The Ivy Bridge-EP core is identical to that used in the desktop Ivy Bridge Core parts from last year, and it sports a number of microarchitecture improvements. Steiner says that Intel is not just focused on single-thread performance improvement with each generation, but also boosting the instructions per clock and the power efficiency of the core.

"Long story short, we have added a bunch of stuff to make performance work better," says Steiner. The new Ivy Bridge core has a floating point 16-bit to single-bit precision converter, which won't be a "huge performance thing but it is nice for certain workloads," according to Steiner.

Programmers using earlier generations of Xeon have had to write routines to do copy/fill operations, and now there are a set of instructions with the unwieldy name of REP MOVSB/STOSB that means coders don't have to monkey around in assembler and they can just invoke these instructions to do copy/fill. The core also now has fast access to sets of registers by user threads, which is an optimization aimed precisely at server workloads running on machines with higher thread counts.

The Ivy Bridge core also includes the "Bull Mountain" random number generator, known as SecureKey. Other server-class chips already had random number generators, and now Intel has caught up.

The "Avoton" Atom C2000 chip also has the random number generator, and it also sports the OS Guard supervisor mode execution protection circuits that are embedded in the Ivy Bridge core.

You have to change the operating system code to make use of OS Guard, which protects against hacks that hijack kernel execution by preventing execution of user mode pages while in supervisor mode, such as the method used by Stuxnet.

It is supported in the Linux kernel already, and presumably support for OS Guard will come to Windows at some point. (It was not yet ready when Intel gave its briefings on the new Ivy Bridge chips for servers.)

It is not just about the core

The "uncore" portions of the new Xeon E5 chip has an improved snoop directory, which moves from one-bit to two-bit (but don’t call it a two-bit snoop directory, mind you) that is enabled in all variants of the Ivy Bridge-EP. This prior snoop directory was only available on the four-socket variants of the Sandy-Bridge-EP chips and was disabled in the two-socket variants.

Now it is enabled on the two-socket Xeon E5-2600 v2 and will presumably be available on the Xeon E5-4600 v2 when Intel gets around to launching them for four-socket machines. (No word on that from Chipzilla at this point).

The L3 cache controller has had the bits doubled up to two as well in its least recently used (LRU) unit, which Steiner says improves cache hit rates.

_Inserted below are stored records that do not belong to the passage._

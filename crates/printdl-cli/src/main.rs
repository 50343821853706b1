mod cli;

use printdl_core::logging;

fn main() {
    // Log to the state-dir file when possible; otherwise stderr.
    if logging::init_logging().is_err() {
        logging::init_logging_stderr();
    }

    std::process::exit(cli::run_from_args());
}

The twelve-core variant has three rings and two memory controllers instead of two rings and one memory controller, which allows for the cache bandwidth to scale linearly with the core counts.

The PCI-Express 3.0 controller on the die supports x16 non-transparent bridge (NTB), up from x8 on the Sandy Bridge-EP chips, and this is a feature that is largely targeted to the high-end of the storage market, according to Steiner.

This allows CPU-to-CPU linking across server nodes over the PCI-Express bus, and is used to run RAID 5 and 6 data protection code over multiple processors embedded in mult-node disk controllers. The PCI-Express controller also has deeper queues and improved arbitration to boost bandwidth as well as some latency reductions that will be handy for HPC customers.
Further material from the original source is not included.